[Exercise] When you reach the line containing "if let Err(e)" in the entries below, start writing out each line exactly, and stop after the line containing "pub trait RecipientSource: Send".

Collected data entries
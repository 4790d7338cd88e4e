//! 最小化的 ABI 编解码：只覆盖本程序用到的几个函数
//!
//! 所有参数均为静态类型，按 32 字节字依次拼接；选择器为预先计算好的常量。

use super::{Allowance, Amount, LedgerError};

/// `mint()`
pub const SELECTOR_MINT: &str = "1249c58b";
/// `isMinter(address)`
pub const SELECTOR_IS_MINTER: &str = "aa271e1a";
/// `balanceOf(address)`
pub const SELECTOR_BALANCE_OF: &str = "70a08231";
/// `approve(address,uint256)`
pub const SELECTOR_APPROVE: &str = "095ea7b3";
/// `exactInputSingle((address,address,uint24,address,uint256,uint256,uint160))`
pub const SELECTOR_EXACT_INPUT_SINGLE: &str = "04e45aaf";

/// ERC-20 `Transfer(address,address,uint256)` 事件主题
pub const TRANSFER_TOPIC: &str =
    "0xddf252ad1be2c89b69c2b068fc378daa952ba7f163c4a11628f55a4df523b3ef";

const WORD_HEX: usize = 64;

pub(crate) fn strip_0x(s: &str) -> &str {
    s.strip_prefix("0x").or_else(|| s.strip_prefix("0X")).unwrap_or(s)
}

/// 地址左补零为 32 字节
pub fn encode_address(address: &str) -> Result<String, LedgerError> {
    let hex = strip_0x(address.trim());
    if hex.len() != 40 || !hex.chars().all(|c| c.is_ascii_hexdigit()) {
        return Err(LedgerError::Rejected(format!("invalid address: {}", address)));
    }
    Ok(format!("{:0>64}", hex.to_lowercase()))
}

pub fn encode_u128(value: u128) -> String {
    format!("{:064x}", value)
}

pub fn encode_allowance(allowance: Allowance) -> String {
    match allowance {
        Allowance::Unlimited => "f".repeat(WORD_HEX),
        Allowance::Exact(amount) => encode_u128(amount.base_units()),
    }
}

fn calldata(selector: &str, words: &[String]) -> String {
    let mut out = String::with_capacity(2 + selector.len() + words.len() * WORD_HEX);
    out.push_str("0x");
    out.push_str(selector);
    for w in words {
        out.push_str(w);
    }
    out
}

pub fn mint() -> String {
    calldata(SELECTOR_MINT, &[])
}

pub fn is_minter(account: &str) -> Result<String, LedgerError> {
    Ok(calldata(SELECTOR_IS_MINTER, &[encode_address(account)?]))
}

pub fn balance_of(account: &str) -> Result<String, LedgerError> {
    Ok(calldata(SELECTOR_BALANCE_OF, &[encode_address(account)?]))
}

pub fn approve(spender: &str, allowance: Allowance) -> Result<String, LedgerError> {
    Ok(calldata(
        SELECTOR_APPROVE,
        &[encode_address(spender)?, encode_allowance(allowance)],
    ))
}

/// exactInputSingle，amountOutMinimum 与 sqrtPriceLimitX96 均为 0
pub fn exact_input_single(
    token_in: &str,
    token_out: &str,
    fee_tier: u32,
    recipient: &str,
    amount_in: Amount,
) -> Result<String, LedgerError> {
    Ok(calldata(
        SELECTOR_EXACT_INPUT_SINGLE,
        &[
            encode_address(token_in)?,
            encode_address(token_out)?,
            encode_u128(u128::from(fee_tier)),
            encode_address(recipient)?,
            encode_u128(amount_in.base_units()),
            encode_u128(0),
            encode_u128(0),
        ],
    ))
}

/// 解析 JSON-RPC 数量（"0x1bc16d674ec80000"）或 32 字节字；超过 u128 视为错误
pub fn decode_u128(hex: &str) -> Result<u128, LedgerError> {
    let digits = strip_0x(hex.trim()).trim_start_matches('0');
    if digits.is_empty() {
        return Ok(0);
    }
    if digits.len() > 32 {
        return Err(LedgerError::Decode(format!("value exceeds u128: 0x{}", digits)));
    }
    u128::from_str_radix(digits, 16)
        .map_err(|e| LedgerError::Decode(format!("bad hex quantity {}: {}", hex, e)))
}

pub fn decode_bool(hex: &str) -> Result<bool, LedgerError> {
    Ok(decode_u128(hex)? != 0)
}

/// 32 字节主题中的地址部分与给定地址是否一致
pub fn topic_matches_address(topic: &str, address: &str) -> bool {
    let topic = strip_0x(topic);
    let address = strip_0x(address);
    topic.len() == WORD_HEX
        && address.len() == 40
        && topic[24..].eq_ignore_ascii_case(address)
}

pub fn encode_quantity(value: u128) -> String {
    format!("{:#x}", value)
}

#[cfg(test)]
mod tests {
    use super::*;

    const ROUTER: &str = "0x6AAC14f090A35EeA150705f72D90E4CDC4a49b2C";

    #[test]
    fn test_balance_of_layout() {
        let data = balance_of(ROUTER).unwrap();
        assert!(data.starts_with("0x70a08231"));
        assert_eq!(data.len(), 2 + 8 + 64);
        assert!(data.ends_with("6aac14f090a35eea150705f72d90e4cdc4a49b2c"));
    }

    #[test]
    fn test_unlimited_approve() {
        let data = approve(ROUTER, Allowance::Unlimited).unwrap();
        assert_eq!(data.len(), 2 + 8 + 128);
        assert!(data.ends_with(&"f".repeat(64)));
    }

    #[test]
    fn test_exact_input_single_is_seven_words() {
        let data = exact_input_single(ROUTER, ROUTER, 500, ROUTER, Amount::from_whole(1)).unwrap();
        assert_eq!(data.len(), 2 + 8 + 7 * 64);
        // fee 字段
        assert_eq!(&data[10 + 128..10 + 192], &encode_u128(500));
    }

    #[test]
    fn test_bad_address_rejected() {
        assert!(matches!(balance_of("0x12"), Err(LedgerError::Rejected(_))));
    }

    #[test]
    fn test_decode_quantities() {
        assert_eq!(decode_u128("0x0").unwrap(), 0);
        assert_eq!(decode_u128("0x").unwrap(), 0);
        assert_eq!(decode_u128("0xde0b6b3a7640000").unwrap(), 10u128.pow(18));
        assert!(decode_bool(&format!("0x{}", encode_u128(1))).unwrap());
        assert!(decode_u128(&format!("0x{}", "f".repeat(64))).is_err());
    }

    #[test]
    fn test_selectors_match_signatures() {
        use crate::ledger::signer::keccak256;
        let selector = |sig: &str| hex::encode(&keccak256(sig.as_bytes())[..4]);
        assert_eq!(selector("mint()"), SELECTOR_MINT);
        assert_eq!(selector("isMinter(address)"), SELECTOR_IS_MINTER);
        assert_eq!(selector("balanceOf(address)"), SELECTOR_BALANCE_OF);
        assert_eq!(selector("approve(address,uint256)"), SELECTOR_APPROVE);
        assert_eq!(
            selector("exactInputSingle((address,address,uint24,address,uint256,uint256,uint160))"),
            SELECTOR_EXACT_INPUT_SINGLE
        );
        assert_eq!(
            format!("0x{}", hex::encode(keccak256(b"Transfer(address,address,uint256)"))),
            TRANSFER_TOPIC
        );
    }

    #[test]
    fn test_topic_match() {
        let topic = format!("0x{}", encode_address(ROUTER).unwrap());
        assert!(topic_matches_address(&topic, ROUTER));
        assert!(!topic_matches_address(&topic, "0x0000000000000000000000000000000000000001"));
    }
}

* * *

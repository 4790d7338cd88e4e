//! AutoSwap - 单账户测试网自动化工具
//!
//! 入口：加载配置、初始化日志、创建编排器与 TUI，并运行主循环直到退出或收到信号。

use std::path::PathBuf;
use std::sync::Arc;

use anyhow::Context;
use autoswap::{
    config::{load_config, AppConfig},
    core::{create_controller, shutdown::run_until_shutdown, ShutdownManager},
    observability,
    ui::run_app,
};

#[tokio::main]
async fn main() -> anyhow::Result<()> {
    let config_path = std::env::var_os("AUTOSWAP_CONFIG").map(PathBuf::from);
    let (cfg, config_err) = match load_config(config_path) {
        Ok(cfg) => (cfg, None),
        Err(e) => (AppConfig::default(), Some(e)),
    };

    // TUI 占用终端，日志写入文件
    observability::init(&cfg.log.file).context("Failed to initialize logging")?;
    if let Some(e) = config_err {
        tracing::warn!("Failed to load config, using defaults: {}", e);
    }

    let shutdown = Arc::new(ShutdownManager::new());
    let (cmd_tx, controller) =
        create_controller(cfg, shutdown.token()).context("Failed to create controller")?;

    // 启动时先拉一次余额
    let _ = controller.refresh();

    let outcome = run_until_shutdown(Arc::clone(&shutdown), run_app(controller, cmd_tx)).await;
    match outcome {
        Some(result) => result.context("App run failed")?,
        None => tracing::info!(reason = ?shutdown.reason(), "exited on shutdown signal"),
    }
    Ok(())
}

...

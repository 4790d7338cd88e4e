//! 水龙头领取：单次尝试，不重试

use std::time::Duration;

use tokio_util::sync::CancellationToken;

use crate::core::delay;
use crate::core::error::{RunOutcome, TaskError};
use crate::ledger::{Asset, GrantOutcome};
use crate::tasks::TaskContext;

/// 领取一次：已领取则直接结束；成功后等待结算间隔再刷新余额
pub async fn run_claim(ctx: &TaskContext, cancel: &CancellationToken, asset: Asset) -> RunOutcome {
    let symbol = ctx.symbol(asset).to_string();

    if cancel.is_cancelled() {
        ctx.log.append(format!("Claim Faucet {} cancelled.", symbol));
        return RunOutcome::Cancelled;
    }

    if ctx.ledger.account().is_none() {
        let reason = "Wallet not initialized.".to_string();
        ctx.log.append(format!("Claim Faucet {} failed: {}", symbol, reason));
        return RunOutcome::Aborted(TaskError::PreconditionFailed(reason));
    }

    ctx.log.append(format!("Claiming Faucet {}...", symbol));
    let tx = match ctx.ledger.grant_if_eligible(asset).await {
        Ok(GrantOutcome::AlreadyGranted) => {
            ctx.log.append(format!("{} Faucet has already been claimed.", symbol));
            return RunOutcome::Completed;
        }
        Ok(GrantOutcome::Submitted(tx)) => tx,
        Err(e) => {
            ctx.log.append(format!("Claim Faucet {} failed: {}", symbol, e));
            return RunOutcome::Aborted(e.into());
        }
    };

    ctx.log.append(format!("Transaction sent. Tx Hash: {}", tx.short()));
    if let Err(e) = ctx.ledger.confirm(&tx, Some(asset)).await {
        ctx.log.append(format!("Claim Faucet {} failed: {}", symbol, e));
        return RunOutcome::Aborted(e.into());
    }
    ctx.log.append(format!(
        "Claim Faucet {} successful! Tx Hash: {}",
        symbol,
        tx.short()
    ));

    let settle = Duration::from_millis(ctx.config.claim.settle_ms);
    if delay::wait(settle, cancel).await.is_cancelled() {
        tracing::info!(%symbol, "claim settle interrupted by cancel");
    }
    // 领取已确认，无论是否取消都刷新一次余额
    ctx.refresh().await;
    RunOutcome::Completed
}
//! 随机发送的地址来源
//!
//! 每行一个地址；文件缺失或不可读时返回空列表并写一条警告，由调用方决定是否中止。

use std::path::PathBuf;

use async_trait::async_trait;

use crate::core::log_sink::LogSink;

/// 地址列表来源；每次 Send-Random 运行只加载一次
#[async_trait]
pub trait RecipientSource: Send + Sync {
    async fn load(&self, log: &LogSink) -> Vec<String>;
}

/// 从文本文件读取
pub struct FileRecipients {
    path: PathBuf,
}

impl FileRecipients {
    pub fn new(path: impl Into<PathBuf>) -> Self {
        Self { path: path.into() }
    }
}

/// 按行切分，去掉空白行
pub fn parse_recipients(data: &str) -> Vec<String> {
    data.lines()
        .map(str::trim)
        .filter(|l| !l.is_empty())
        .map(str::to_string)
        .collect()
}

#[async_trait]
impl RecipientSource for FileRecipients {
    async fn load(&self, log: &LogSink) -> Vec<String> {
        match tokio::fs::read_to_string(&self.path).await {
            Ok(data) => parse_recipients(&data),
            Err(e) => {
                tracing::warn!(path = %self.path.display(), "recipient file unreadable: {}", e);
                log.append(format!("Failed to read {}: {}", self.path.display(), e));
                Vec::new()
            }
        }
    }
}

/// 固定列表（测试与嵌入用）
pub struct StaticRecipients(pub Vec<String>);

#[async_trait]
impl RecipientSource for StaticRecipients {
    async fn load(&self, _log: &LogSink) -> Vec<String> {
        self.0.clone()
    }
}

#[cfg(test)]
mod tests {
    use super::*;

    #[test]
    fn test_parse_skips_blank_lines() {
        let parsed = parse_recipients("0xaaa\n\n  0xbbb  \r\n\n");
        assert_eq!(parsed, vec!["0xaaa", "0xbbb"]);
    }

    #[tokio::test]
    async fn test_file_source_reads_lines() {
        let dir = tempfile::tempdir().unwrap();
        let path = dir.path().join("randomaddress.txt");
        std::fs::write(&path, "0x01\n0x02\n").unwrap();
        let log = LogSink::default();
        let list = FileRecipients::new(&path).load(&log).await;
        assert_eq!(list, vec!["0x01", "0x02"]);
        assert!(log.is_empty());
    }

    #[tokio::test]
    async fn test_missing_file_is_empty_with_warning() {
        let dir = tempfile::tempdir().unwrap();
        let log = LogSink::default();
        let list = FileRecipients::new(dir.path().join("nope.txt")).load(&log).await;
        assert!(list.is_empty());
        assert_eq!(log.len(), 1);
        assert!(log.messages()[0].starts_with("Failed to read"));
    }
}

[Response to the task]
    if let Err(e) = ctx.ledger.confirm(&tx, Some(asset)).await {
        ctx.log.append(format!("Claim Faucet {} failed: {}", symbol, e));
        return RunOutcome::Aborted(e.into());
    }
    ctx.log.append(format!(
        "Claim Faucet {} successful! Tx Hash: {}",
        symbol,
        tx.short()
    ));

    let settle = Duration::from_millis(ctx.config.claim.settle_ms);
    if delay::wait(settle, cancel).await.is_cancelled() {
        tracing::info!(%symbol, "claim settle interrupted by cancel");
    }
    // 领取已确认，无论是否取消都刷新一次余额
    ctx.refresh().await;
    RunOutcome::Completed
}
//! 随机发送的地址来源
//!
//! 每行一个地址；文件缺失或不可读时返回空列表并写一条警告，由调用方决定是否中止。

use std::path::PathBuf;

use async_trait::async_trait;

use crate::core::log_sink::LogSink;

/// 地址列表来源；每次 Send-Random 运行只加载一次
#[async_trait]
pub trait RecipientSource: Send + Sync {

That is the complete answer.